The SMH reports that in the same month, the Anglican Church of Australia passed a motion encouraging its diocese to divest. It noted then than a global campaign for the Vatican to divest had just been launched. Ironically, the Vatican’s finances are now controlled by Cardinal George Pell, the former archbishop of Sydney who is a noted climate science denier.
There is speculation that the Pope could emulate the bishops’ call for 100 per cent renewables. What he could do is repeat and enhance the efforts to install solar and lighting at the Vatican across the church’s global assets. In effect, he could follow in the footsteps of other corporate giants – such as Google, Apple and Ikea – and set a goal of 100 per cent renewables for his own church, or corporate entity.
The Catholic Church is not just the largest private employer in Australia (and other countries), with some 180,000 employees, it is also one of the biggest energy consumers – with a combined annual bill that runs into the billions of dollars from schools, aged care centres, churches, parish centres and hospitals.
A series of initiatives that encouraged energy efficiency, the installation of solar systems – schools would be perfect for this because usage matches solar output – and also battery storage would have a profound impact on the incumbent energy system, hastening the inevitable transition to decentralised energy grid.
Not only will this encourage and facilitate a much higher overall adoption of renewables, it will also likely result in cheaper energy for all consumers. Major network providers in Australia see this as inevitable, and are already installing – without subsidies – battery storage instead of upgrading grids, and talking of renewables-based micro-grids instead of relying on the old centralised model.

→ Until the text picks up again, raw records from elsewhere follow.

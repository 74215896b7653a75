use crate::models::{NewSession, User};
use crate::schema::{sessions, users};
use chrono::{Duration, Utc};
use diesel::prelude::*;
use uuid::Uuid;

use super::crypto::{generate_token, hash_token};

const SESSION_LIFETIME_DAYS: i64 = 30;

pub fn create_session(conn: &mut PgConnection, user_id: Uuid) -> QueryResult<String> {
    let token = generate_token();
    let token_hash = hash_token(&token);
    let expires_at = Utc::now() + Duration::days(SESSION_LIFETIME_DAYS);

    let new_session = NewSession {
        user_id,
        token_hash: &token_hash,
        expires_at,
    };

    diesel::insert_into(sessions::table)
        .values(&new_session)
        .execute(conn)?;

    Ok(token)
}

/// Returns the number of sessions removed (0 or 1).
pub fn delete_session(conn: &mut PgConnection, user_id: Uuid, token: &str) -> QueryResult<usize> {
    let token_hash = hash_token(token);

    diesel::delete(
        sessions::table
            .filter(sessions::token_hash.eq(&token_hash))
            .filter(sessions::user_id.eq(user_id)),
    )
    .execute(conn)
}

pub fn get_user_from_token(conn: &mut PgConnection, token: &str) -> QueryResult<Option<User>> {
    let token_hash = hash_token(token);

    sessions::table
        .inner_join(users::table)
        .filter(sessions::token_hash.eq(&token_hash))
        .filter(sessions::expires_at.gt(Utc::now()))
        .select(User::as_select())
        .first(conn)
        .optional()
}
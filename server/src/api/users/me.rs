use crate::api::projections::UserResponse;
use crate::api::ErrorResponse;
use crate::auth::AuthUser;
use axum::{response::IntoResponse, Json};

#[utoipa::path(
    get,
    path = "/api/users/me",
    tag = "users",
    responses(
        (status = 200, description = "The authenticated user", body = UserResponse),
        (status = 401, description = "Unauthorized", body = ErrorResponse)
    ),
    security(("token_auth" = []))
)]
pub async fn me(AuthUser(user): AuthUser) -> impl IntoResponse {
    // Self-follows are impossible
    Json(UserResponse::new(user, false))
}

In the US, the combined energy consumption of Catholic organisations – schools, hospitals, aged care, churches, seminaries and the like, would run into the tens of billions. In Europe, the same again.
But if the Pope’s criticism of the Curia was greeted by stunned silence in the Vatican, it is unlikely that any move towards divestment or a massive uptake of renewables would be greeted in the same way.
The fossil fuel industry is certainly worried. Rio Tinto CEO Sam Walsh, who has repeatedly told everyone that the future is coal, took part in a “day of reflection” at the Vatican in September last year. It was ostensibly billed as a chance for mining companies to get “Christian ethical input” to their conversations about the future of their industry. Others saw it as a lobbying exercise.
More recently, the AFR reports, Walsh and other CEOs of major fossil fuel companies took part in an “Ecumenical Day of Reflection on Mining” at Lambeth Palace, the seat of the Church of England, another massive institution – both in terms of funds, and energy consumption.